====== Material to process ======
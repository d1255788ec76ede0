mod driver;

pub use driver::{DatabaseDriver, DriverResult};
mod data_set;

pub use data_set::{DataSet, DataSetKind, Statement};
use std::sync::Arc;

use crate::builders::Statement;
use crate::config::ConnectionOptions;
use crate::error::{DbLibError, Result};
use crate::sql::{compile, Dialect};
use crate::traits::{DatabaseDriver, DriverResult};
use crate::types::{BindMap, FromRow, QueryResult, RawQueryResult};

/// Runs raw and bound SQL against a connection.
///
/// Raw variants send the text untouched and are for trusted, literal SQL.
/// Anything carrying user-supplied values belongs in the bound variants,
/// where values travel separately from the statement text.
///
/// Row shape is chosen by the caller: `Row` for column/value access, or any
/// `serde::Deserialize` type to have columns mapped onto its fields.
#[derive(Clone)]
pub struct Executor {
    driver: Arc<dyn DatabaseDriver>,
    options: ConnectionOptions,
}

impl Executor {
    pub(crate) fn new(driver: Arc<dyn DatabaseDriver>, options: ConnectionOptions) -> Self {
        Self { driver, options }
    }

    /// Execute SQL with no placeholders, discarding any result set.
    pub async fn execute_no_return(&self, sql: &str) -> Result<()> {
        self.raw(sql).await.map(|_| ())
    }

    /// Execute SQL with no placeholders and return the first row, if any.
    pub async fn execute_single_return<R: FromRow>(&self, sql: &str) -> Result<Option<R>> {
        self.raw(sql).await?.first().map(R::from_row).transpose()
    }

    /// Execute SQL with no placeholders and return every row, in order.
    pub async fn execute_all_return<R: FromRow>(&self, sql: &str) -> Result<Vec<R>> {
        collect_rows(self.raw(sql).await?)
    }

    /// Execute SQL with named placeholders, discarding any result set.
    pub async fn execute_bound_no_return(&self, sql: &str, binds: &BindMap) -> Result<()> {
        self.bound(sql, binds).await.map(|_| ())
    }

    /// Execute SQL with named placeholders and return the first row, if any.
    pub async fn execute_bound_single_return<R: FromRow>(
        &self,
        sql: &str,
        binds: &BindMap,
    ) -> Result<Option<R>> {
        self.bound(sql, binds)
            .await?
            .first()
            .map(R::from_row)
            .transpose()
    }

    /// Execute SQL with named placeholders and return every row, in order.
    pub async fn execute_bound_all_return<R: FromRow>(
        &self,
        sql: &str,
        binds: &BindMap,
    ) -> Result<Vec<R>> {
        collect_rows(self.bound(sql, binds).await?)
    }

    /// Execute a built statement, returning the number of affected rows.
    ///
    /// A statement built for another dialect is rendered again for this
    /// connection before it is sent.
    pub async fn execute_statement(&self, statement: &Statement) -> Result<u64> {
        let dialect = self.driver.dialect();
        let rebuilt;
        let statement = if statement.dialect() == dialect {
            statement
        } else {
            tracing::debug!(from = ?statement.dialect(), to = ?dialect, "re-rendering statement");
            rebuilt = statement.clone().with_dialect(dialect);
            &rebuilt
        };

        Ok(self
            .bound(statement.sql(), statement.binds())
            .await?
            .rows_affected())
    }

    /// Dialect spoken by the underlying connection.
    pub fn dialect(&self) -> Dialect {
        self.driver.dialect()
    }

    async fn raw(&self, sql: &str) -> Result<QueryResult> {
        let raw = self
            .driver
            .execute_raw(sql)
            .await
            .map_err(DbLibError::ExecutionFailed)?;
        Ok(self.result(raw))
    }

    async fn bound(&self, sql: &str, binds: &BindMap) -> Result<QueryResult> {
        let raw = self
            .run_prepared(sql, binds)
            .await?
            .map_err(DbLibError::ExecutionFailed)?;
        Ok(self.result(raw))
    }

    /// Compiles the template and runs it. Bind errors come back in the outer
    /// result; driver errors in the inner one so callers can classify them.
    pub(crate) async fn run_prepared(
        &self,
        sql: &str,
        binds: &BindMap,
    ) -> Result<DriverResult<RawQueryResult>> {
        let compiled = compile(sql, binds, self.driver.dialect())?;
        Ok(self.driver.execute(&compiled.sql, &compiled.params).await)
    }

    pub(crate) fn result(&self, raw: RawQueryResult) -> QueryResult {
        QueryResult::from_raw(raw, &self.options)
    }
}

pub(crate) fn collect_rows<R: FromRow>(result: QueryResult) -> Result<Vec<R>> {
    result.rows().into_iter().map(R::from_row).collect()
}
======
[Brief]
The entries above must be retyped exactly, down to the last character.

[Answer area]
repository d1255788ec76ede0
mod driver;

pub use driver::{DatabaseDriver, DriverResult};
mod data_set;

pub use data_set::{DataSet, DataSetKind, Statement};
use std::sync::Arc;

use crate::builders::Statement;
use crate::config::ConnectionOptions;
use crate::error::{DbLibError, Result};
use crate::sql::{compile, Dialect};
use crate::traits::{DatabaseDriver, DriverResult};
use crate::types::{BindMap, FromRow, QueryResult, RawQueryResult};

/// Runs raw and bound SQL against a connection.
///
/// Raw variants send the text untouched and are for trusted, literal SQL.
/// Anything carrying user-supplied values belongs in the bound variants,
/// where values travel separately from the statement text.
///
/// Row shape is chosen by the caller: `Row` for column/value access, or any
/// `serde::Deserialize` type to have columns mapped onto its fields.
#[derive(Clone)]
pub struct Executor {
    driver: Arc<dyn DatabaseDriver>,
    options: ConnectionOptions,
}

impl Executor {
    pub(crate) fn new(driver: Arc<dyn DatabaseDriver>, options: ConnectionOptions) -> Self {
        Self { driver, options }
    }

    /// Execute SQL with no placeholders, discarding any result set.
    pub async fn execute_no_return(&self, sql: &str) -> Result<()> {
        self.raw(sql).await.map(|_| ())
    }

    /// Execute SQL with no placeholders and return the first row, if any.
    pub async fn execute_single_return<R: FromRow>(&self, sql: &str) -> Result<Option<R>> {
        self.raw(sql).await?.first().map(R::from_row).transpose()
    }

    /// Execute SQL with no placeholders and return every row, in order.
    pub async fn execute_all_return<R: FromRow>(&self, sql: &str) -> Result<Vec<R>> {
        collect_rows(self.raw(sql).await?)
    }

    /// Execute SQL with named placeholders, discarding any result set.
    pub async fn execute_bound_no_return(&self, sql: &str, binds: &BindMap) -> Result<()> {
        self.bound(sql, binds).await.map(|_| ())
    }

    /// Execute SQL with named placeholders and return the first row, if any.
    pub async fn execute_bound_single_return<R: FromRow>(
        &self,
        sql: &str,
        binds: &BindMap,
    ) -> Result<Option<R>> {
        self.bound(sql, binds)
            .await?
            .first()
            .map(R::from_row)
            .transpose()
    }

    /// Execute SQL with named placeholders and return every row, in order.
    pub async fn execute_bound_all_return<R: FromRow>(
        &self,
        sql: &str,
        binds: &BindMap,
    ) -> Result<Vec<R>> {
        collect_rows(self.bound(sql, binds).await?)
    }

    /// Execute a built statement, returning the number of affected rows.
    ///
    /// A statement built for another dialect is rendered again for this
    /// connection before it is sent.
    pub async fn execute_statement(&self, statement: &Statement) -> Result<u64> {
        let dialect = self.driver.dialect();
        let rebuilt;
        let statement = if statement.dialect() == dialect {
            statement
        } else {
            tracing::debug!(from = ?statement.dialect(), to = ?dialect, "re-rendering statement");
            rebuilt = statement.clone().with_dialect(dialect);
            &rebuilt
        };

        Ok(self
            .bound(statement.sql(), statement.binds())
            .await?
            .rows_affected())
    }

    /// Dialect spoken by the underlying connection.
    pub fn dialect(&self) -> Dialect {
        self.driver.dialect()
    }

    async fn raw(&self, sql: &str) -> Result<QueryResult> {
        let raw = self
            .driver
            .execute_raw(sql)
            .await
            .map_err(DbLibError::ExecutionFailed)?;
        Ok(self.result(raw))
    }

    async fn bound(&self, sql: &str, binds: &BindMap) -> Result<QueryResult> {
        let raw = self
            .run_prepared(sql, binds)
            .await?
            .map_err(DbLibError::ExecutionFailed)?;
        Ok(self.result(raw))
    }

    /// Compiles the template and runs it. Bind errors come back in the outer
    /// result; driver errors in the inner one so callers can classify them.
    pub(crate) async fn run_prepared(
        &self,
        sql: &str,
        binds: &BindMap,
    ) -> Result<DriverResult<RawQueryResult>> {
        let compiled = compile(sql, binds, self.driver.dialect())?;
        Ok(self.driver.execute(&compiled.sql, &compiled.params).await)
    }

    pub(crate) fn result(&self, raw: RawQueryResult) -> QueryResult {
        QueryResult::from_raw(raw, &self.options)
    }
}

pub(crate) fn collect_rows<R: FromRow>(result: QueryResult) -> Result<Vec<R>> {
    result.rows().into_iter().map(R::from_row).collect()
}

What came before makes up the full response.